**Exercise directions:**
Locate the string "EditorOptions" in the records below. Copy every line where it occurs.

**The data:**
────────────────

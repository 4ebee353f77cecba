//! PSF Edit State
//!
//! The main state container for font editing. It owns exactly one active font; loading a
//! file or creating a blank font replaces it wholesale.
//!
//! # Module Organization
//!
//! - `state.rs` - Struct definition, constructors, getters, font replacement
//! - `file_operations.rs` - Open/save through the PSF2 codec
//! - `glyph_operations.rs` - Pixel, clear and inverse operations
//! - `paint.rs` - Pointer driven painting state machine
//! - `undo.rs` - Undo/redo system
//! - `internal.rs` - Internal setters for undo operations

use std::path::{Path, PathBuf};

use psf_engine::{PsfFont, Raster};

use crate::bitfont::PsfUndoStack;
use crate::EditorOptions;

use super::PaintState;

/// Main state container for PSF font editing
pub struct PsfEditState {
    /// The active font
    pub(crate) font: PsfFont,

    /// Glyph open in the enlarged editor
    pub(crate) selected_glyph: usize,

    /// Current pointer painting mode
    pub(crate) paint_state: PaintState,

    /// Undo stack length when the current stroke started
    pub(crate) stroke_base: Option<usize>,

    pub(crate) undo_stack: PsfUndoStack,

    /// File path (if loaded from/saved to file)
    pub(crate) file_path: Option<PathBuf>,

    /// Whether the font has been modified since last save
    pub(crate) is_dirty: bool,

    pub(crate) options: EditorOptions,
}

impl Default for PsfEditState {
    fn default() -> Self {
        Self::new()
    }
}

impl PsfEditState {
    /// Create a state holding a blank font of the default size
    pub fn new() -> Self {
        Self::from_options(EditorOptions::default())
    }

    /// Create a state holding a blank font of the size configured in `options`.
    ///
    /// Invalid sizes fall back to an 8x16 font.
    pub fn from_options(options: EditorOptions) -> Self {
        let font = PsfFont::create_blank(options.new_font_height, options.new_font_width).unwrap_or_else(|err| {
            log::warn!("Configured font size unusable, using default: {err}");
            PsfFont::default()
        });
        Self::from_font(font).with_options(options)
    }

    /// Create a state editing an existing font
    pub fn from_font(font: PsfFont) -> Self {
        Self {
            font,
            selected_glyph: 0,
            paint_state: PaintState::Idle,
            stroke_base: None,
            undo_stack: PsfUndoStack::new(),
            file_path: None,
            is_dirty: false,
            options: EditorOptions::default(),
        }
    }

    pub fn with_options(mut self, options: EditorOptions) -> Self {
        self.options = options;
        self
    }

    /// Swap in a new active font. The previous font and its undo history are dropped.
    pub fn replace_font(&mut self, font: PsfFont) {
        log::info!("Replacing active font with {} glyphs ({}x{})", font.glyph_count(), font.width, font.height);
        self.font = font;
        self.selected_glyph = 0;
        self.paint_state = PaintState::Idle;
        self.stroke_base = None;
        self.undo_stack.clear();
        self.file_path = None;
        self.is_dirty = false;
    }

    pub fn font(&self) -> &PsfFont {
        &self.font
    }

    /// Font size as (width, height)
    pub fn font_size(&self) -> (usize, usize) {
        (self.font.width as usize, self.font.height as usize)
    }

    pub fn glyph_count(&self) -> usize {
        self.font.glyph_count()
    }

    pub fn selected_glyph(&self) -> usize {
        self.selected_glyph
    }

    /// Select the glyph shown in the editor, clamped to the glyph count
    pub fn select_glyph(&mut self, glyph: usize) {
        self.selected_glyph = glyph.min(self.glyph_count().saturating_sub(1));
    }

    pub fn paint_state(&self) -> PaintState {
        self.paint_state
    }

    pub fn file_path(&self) -> Option<&Path> {
        self.file_path.as_deref()
    }

    pub fn is_dirty(&self) -> bool {
        self.is_dirty
    }

    pub fn mark_clean(&mut self) {
        self.is_dirty = false;
    }

    pub fn options(&self) -> &EditorOptions {
        &self.options
    }

    pub fn set_options(&mut self, options: EditorOptions) {
        self.options = options;
    }

    /// Small preview of a glyph, scaled by `thumbnail_scale`
    pub fn thumbnail(&self, glyph: usize) -> Option<Raster> {
        self.font.render_glyph(glyph, self.options.thumbnail_scale)
    }

    /// Enlarged editing view of a glyph, scaled by `editor_scale`
    pub fn editor_view(&self, glyph: usize) -> Option<Raster> {
        self.font.render_glyph(glyph, self.options.editor_scale)
    }
}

────────────────

**Written answer:**
use crate::EditorOptions;
    pub(crate) options: EditorOptions,
        Self::from_options(EditorOptions::default())
    pub fn from_options(options: EditorOptions) -> Self {
            options: EditorOptions::default(),
    pub fn with_options(mut self, options: EditorOptions) -> Self {
    pub fn options(&self) -> &EditorOptions {
    pub fn set_options(&mut self, options: EditorOptions) {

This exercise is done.